[Collection entries]
_ _ _

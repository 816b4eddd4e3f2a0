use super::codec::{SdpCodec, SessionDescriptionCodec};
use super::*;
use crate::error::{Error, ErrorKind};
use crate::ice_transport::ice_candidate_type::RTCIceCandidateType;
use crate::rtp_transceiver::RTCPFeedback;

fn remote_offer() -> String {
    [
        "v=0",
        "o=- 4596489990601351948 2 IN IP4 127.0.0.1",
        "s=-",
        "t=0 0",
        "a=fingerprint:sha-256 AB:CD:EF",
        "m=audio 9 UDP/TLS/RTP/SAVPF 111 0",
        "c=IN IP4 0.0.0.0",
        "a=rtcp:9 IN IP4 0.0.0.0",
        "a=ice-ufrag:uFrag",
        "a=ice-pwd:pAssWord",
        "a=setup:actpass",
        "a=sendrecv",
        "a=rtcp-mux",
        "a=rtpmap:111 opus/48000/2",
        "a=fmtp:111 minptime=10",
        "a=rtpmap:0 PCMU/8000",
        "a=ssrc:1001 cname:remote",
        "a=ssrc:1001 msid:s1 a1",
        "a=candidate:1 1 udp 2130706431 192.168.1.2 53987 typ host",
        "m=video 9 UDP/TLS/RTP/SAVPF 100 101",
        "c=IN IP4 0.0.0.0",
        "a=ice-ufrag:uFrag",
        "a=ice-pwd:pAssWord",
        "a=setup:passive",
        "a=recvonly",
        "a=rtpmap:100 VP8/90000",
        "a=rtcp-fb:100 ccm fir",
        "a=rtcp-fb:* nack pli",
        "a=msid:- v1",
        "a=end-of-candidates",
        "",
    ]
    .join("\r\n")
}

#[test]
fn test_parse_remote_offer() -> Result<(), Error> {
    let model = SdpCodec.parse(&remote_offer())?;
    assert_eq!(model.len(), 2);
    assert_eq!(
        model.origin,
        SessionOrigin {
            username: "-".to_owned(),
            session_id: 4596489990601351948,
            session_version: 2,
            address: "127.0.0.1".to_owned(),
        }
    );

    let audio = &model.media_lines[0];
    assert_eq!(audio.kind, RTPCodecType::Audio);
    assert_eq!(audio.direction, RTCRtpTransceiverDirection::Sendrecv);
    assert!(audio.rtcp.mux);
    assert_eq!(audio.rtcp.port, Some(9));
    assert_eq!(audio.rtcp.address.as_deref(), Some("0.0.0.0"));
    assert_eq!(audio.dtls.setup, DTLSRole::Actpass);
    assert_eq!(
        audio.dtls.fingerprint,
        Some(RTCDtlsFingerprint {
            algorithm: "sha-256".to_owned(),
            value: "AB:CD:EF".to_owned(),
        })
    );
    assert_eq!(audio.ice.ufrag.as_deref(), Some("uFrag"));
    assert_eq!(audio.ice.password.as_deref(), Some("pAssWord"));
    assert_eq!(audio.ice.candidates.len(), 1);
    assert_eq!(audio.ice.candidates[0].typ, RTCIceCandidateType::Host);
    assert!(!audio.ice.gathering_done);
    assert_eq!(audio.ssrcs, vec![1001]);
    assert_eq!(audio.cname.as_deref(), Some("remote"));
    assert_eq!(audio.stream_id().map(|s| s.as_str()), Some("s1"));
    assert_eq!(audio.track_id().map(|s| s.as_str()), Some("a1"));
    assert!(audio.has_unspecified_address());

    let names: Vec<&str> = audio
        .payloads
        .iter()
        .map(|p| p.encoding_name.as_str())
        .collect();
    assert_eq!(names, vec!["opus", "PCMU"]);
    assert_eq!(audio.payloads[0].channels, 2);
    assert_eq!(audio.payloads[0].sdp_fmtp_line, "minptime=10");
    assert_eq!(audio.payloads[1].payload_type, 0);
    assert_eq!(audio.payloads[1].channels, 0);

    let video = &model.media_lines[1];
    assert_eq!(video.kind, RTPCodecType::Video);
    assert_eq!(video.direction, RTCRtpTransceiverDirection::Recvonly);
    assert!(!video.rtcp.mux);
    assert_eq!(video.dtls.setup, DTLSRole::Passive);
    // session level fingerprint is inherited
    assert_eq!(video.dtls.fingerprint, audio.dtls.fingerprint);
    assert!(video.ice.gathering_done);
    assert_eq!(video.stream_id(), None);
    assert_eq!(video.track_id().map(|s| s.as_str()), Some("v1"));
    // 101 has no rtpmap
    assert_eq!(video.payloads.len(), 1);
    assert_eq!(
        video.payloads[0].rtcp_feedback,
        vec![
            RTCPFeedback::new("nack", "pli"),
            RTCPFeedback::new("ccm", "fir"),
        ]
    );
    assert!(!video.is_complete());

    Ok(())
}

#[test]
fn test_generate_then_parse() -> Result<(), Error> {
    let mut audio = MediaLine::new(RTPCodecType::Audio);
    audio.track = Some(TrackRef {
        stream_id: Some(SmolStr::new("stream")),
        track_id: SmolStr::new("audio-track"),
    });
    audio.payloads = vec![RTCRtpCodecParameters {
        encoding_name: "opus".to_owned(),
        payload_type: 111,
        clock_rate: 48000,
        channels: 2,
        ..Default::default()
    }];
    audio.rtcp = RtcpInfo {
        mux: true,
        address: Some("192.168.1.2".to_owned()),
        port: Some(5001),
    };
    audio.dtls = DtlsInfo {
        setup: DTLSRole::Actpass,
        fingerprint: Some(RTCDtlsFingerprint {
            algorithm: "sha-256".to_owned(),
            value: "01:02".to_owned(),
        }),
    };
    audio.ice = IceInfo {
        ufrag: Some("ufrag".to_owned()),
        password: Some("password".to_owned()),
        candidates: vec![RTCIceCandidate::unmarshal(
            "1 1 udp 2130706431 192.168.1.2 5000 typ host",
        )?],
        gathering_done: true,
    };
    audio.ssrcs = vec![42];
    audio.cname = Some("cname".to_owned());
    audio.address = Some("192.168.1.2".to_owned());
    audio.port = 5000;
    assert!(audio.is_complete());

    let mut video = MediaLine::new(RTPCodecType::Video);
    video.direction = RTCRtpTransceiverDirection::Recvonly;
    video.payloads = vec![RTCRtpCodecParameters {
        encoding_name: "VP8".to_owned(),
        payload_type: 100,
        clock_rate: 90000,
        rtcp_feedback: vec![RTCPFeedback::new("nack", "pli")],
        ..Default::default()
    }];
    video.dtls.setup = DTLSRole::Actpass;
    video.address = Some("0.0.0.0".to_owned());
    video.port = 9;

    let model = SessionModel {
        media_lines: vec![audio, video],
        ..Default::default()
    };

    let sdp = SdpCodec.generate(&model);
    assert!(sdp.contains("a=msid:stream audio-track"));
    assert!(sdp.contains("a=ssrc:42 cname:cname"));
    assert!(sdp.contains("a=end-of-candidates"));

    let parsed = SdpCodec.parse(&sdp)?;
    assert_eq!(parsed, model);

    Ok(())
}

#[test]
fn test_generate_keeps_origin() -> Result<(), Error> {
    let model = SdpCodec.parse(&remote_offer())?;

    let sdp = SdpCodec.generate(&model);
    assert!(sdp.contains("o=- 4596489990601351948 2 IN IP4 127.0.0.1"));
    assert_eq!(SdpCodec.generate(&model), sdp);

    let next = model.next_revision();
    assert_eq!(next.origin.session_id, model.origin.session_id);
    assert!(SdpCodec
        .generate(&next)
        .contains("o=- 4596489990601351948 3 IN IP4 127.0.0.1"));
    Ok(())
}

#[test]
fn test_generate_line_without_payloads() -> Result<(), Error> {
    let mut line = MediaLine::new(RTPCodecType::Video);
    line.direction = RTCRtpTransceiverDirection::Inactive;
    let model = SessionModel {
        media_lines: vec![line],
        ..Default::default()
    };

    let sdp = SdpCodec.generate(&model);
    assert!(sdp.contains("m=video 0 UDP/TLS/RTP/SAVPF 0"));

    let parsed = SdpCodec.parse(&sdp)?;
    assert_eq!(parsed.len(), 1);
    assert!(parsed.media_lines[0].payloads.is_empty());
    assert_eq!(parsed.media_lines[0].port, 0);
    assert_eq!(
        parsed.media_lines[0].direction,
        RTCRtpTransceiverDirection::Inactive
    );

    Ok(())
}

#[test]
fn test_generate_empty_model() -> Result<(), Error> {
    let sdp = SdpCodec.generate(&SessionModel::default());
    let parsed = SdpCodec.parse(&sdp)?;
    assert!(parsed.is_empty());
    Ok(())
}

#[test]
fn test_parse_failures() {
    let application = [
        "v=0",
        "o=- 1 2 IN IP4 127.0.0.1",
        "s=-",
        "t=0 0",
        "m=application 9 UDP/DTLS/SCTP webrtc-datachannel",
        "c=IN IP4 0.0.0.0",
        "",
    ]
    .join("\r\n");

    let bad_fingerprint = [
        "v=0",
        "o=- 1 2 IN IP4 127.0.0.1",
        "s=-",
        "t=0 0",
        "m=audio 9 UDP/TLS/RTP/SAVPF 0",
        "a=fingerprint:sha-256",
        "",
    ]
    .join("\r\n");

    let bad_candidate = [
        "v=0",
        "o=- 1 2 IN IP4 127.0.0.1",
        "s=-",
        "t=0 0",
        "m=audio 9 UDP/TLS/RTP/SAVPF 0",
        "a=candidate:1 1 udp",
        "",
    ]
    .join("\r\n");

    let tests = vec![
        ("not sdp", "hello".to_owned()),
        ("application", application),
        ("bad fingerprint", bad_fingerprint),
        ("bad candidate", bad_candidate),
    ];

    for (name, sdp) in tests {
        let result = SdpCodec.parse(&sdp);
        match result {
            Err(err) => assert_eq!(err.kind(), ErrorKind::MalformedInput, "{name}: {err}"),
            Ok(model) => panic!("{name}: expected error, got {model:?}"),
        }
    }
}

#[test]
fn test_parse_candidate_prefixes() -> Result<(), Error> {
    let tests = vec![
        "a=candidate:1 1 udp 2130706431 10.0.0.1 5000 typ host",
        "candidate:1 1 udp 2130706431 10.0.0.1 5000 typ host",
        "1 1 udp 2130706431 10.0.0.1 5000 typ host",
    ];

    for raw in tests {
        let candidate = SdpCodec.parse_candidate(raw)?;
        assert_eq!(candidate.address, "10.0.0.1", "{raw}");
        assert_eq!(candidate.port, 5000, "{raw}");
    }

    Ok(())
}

_ _ _

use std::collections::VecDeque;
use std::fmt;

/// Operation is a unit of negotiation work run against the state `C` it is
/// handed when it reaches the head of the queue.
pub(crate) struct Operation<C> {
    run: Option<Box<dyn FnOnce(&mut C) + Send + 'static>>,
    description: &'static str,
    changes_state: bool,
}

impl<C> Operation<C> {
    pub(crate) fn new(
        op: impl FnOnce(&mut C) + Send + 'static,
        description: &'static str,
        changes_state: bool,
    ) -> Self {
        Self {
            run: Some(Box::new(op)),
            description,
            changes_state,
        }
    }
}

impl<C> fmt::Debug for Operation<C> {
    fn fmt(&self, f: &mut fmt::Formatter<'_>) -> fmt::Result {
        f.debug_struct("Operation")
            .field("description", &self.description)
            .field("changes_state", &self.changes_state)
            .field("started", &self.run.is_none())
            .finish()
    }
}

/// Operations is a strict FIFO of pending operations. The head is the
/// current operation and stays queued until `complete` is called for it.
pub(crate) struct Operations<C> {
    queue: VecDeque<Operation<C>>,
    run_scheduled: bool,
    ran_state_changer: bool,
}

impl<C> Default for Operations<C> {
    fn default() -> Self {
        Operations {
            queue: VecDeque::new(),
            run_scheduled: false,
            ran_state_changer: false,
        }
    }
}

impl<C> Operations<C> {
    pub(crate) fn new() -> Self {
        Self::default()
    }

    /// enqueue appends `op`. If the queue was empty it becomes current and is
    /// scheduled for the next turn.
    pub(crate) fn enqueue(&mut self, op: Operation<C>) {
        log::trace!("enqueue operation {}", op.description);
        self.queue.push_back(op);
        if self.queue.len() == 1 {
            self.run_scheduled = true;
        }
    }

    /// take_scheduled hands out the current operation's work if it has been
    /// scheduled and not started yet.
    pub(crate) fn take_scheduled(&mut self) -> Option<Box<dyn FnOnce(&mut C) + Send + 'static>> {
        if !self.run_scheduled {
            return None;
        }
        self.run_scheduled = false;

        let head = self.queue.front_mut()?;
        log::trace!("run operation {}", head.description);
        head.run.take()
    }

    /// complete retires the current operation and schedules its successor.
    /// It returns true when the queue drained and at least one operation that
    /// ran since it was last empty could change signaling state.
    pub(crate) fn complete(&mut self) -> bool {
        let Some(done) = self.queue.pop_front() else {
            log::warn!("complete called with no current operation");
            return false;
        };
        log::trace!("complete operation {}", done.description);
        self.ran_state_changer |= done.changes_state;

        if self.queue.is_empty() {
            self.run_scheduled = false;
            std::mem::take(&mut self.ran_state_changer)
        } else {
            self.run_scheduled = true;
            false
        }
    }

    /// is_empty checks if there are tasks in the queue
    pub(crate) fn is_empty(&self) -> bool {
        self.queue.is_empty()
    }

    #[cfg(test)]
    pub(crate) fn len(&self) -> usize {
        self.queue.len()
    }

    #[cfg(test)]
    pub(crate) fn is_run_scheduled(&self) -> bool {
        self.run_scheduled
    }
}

_ _ _

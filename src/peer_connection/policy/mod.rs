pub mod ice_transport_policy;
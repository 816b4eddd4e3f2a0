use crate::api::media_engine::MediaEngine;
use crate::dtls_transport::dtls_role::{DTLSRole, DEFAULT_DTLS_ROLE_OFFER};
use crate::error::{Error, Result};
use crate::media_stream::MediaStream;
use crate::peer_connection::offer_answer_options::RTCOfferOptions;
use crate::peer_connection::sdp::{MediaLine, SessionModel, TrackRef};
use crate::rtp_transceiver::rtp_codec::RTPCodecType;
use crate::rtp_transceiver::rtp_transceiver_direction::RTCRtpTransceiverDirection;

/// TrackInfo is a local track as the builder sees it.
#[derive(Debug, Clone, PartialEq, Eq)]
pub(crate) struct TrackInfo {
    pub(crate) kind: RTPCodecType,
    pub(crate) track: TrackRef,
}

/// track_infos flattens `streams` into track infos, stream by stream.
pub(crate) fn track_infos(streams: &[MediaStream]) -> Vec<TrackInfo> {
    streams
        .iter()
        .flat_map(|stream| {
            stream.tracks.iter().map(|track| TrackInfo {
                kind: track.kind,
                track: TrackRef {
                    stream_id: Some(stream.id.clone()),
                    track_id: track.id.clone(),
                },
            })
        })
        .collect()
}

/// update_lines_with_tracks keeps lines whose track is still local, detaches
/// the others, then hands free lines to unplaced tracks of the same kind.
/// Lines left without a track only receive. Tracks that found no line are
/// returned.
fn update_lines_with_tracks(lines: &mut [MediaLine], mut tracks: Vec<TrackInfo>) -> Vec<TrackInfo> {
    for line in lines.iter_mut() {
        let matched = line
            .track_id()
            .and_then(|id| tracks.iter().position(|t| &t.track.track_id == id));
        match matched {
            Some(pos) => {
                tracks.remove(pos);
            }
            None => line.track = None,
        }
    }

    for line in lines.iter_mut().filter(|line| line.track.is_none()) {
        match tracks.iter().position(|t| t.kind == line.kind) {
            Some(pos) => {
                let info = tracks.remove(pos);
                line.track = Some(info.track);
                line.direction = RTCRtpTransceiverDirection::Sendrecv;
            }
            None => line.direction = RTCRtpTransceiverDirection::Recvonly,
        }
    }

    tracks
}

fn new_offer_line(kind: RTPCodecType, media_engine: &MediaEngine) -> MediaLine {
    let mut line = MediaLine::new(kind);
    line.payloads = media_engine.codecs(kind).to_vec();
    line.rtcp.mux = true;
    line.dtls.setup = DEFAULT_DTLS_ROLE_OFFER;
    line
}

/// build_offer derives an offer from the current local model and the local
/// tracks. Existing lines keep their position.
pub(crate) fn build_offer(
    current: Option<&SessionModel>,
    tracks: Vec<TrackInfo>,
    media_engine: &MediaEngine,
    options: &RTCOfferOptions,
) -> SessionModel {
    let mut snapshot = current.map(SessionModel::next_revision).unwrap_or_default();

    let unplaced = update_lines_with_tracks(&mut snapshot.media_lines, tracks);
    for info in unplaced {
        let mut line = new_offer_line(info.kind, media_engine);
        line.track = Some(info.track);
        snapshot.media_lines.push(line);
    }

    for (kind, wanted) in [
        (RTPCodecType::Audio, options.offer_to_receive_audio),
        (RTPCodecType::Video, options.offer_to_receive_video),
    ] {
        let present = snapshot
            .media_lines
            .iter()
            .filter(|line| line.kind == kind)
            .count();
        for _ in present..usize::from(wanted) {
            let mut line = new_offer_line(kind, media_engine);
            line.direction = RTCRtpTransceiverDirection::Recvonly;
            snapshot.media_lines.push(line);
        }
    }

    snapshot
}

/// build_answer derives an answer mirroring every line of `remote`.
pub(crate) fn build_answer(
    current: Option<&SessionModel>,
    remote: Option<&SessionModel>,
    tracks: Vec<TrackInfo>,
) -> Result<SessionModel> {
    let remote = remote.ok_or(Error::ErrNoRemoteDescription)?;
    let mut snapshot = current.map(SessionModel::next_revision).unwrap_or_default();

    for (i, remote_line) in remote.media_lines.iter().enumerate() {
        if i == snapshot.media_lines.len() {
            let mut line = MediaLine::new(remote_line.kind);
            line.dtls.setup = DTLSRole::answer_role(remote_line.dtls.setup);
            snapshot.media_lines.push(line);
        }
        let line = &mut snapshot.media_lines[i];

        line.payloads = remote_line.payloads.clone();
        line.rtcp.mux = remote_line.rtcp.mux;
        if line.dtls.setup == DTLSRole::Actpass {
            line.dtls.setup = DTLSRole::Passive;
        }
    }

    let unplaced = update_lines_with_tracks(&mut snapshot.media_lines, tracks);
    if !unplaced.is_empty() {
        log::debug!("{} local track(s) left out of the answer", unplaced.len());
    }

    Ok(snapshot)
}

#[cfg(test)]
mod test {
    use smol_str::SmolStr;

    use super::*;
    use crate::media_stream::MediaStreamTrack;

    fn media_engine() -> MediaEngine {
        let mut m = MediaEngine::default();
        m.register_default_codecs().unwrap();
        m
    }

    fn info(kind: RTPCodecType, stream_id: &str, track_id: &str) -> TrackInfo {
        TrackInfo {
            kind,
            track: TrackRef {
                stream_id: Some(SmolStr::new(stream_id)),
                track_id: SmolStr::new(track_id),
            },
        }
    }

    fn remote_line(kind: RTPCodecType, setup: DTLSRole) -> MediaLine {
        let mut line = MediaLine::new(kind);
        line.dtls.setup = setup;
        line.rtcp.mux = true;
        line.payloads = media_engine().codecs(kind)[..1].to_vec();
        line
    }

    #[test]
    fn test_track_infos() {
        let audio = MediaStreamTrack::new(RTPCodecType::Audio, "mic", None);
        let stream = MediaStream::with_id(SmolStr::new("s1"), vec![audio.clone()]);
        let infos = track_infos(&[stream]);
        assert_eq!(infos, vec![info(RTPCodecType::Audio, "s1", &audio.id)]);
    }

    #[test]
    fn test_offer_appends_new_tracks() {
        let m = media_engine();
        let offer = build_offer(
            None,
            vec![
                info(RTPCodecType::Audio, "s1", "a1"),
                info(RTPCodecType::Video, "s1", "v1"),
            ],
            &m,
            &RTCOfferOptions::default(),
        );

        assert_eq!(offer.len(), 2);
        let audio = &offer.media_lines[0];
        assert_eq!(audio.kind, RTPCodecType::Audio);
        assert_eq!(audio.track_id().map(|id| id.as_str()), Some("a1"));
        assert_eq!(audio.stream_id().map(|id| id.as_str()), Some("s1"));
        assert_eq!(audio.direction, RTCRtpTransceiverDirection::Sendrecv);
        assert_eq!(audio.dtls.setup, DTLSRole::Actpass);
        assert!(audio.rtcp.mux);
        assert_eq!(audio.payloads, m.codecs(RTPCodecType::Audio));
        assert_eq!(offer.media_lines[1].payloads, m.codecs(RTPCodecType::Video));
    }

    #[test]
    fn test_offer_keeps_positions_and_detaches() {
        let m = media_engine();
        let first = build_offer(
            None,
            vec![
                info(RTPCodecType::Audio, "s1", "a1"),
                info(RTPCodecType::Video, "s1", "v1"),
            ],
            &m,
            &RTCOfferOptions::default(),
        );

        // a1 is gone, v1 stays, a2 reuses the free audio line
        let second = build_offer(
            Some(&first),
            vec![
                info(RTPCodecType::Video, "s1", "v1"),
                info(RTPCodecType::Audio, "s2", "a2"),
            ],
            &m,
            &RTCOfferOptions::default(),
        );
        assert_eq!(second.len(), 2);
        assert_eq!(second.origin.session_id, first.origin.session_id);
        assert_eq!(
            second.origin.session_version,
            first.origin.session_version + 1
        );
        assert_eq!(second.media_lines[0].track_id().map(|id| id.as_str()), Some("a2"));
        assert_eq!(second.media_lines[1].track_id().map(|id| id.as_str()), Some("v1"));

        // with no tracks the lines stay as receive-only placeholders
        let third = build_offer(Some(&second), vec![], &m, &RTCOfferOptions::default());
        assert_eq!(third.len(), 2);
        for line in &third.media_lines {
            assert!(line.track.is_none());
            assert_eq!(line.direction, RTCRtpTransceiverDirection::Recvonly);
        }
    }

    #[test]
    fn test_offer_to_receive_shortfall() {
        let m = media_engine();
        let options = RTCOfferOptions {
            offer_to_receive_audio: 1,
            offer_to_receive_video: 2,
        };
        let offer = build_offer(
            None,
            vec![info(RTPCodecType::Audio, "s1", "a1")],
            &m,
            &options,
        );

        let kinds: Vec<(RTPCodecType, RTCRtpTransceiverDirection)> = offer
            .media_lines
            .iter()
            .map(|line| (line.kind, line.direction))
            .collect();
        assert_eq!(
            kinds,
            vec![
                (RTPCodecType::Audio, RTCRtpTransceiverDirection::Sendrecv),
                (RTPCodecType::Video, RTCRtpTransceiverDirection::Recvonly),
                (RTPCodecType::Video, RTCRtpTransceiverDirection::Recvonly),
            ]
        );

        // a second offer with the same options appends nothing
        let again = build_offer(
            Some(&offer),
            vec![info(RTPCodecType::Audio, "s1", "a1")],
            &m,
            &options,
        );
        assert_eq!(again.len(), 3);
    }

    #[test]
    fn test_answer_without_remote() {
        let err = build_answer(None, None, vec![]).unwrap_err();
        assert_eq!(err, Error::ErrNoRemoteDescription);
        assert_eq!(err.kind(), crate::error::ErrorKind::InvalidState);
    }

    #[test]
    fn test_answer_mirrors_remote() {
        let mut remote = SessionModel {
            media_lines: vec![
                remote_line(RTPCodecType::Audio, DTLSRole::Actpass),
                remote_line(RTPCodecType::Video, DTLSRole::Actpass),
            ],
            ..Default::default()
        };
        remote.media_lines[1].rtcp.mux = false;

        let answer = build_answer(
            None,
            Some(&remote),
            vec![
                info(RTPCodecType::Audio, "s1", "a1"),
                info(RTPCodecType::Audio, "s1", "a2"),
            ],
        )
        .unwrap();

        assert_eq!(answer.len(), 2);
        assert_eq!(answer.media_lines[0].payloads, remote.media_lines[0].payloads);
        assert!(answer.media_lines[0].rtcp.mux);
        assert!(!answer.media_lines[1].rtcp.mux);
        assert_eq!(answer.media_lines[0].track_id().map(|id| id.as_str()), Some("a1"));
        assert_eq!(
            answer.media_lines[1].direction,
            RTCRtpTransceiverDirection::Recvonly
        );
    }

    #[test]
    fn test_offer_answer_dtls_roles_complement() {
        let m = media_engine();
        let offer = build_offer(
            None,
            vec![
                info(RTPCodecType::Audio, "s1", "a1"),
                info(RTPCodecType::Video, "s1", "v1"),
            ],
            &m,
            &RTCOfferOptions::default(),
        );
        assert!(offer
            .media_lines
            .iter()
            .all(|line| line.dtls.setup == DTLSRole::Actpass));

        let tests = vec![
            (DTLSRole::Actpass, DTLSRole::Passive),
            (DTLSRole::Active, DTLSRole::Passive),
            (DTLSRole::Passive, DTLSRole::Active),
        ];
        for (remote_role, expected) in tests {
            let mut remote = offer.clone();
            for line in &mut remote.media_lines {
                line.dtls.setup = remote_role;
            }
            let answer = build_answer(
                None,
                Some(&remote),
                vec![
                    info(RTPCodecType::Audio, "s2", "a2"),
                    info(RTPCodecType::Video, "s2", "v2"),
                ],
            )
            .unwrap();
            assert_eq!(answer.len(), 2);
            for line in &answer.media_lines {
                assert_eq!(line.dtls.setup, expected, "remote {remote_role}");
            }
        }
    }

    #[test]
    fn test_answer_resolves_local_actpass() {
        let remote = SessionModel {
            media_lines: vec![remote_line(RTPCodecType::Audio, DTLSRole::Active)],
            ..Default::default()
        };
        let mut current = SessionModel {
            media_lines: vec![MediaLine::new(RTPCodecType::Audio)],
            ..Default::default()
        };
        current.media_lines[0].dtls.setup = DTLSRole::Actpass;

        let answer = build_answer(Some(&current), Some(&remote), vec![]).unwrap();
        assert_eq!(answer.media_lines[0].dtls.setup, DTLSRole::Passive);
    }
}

_ _ _

INSTRUCTIONS FOR THE TASK:
The answer must consist of every line from the entries that holds the string "unplaced".

RESPONSE BELOW:
/// the others, then hands free lines to unplaced tracks of the same kind.
    let unplaced = update_lines_with_tracks(&mut snapshot.media_lines, tracks);
    for info in unplaced {
    let unplaced = update_lines_with_tracks(&mut snapshot.media_lines, tracks);
    if !unplaced.is_empty() {
        log::debug!("{} local track(s) left out of the answer", unplaced.len());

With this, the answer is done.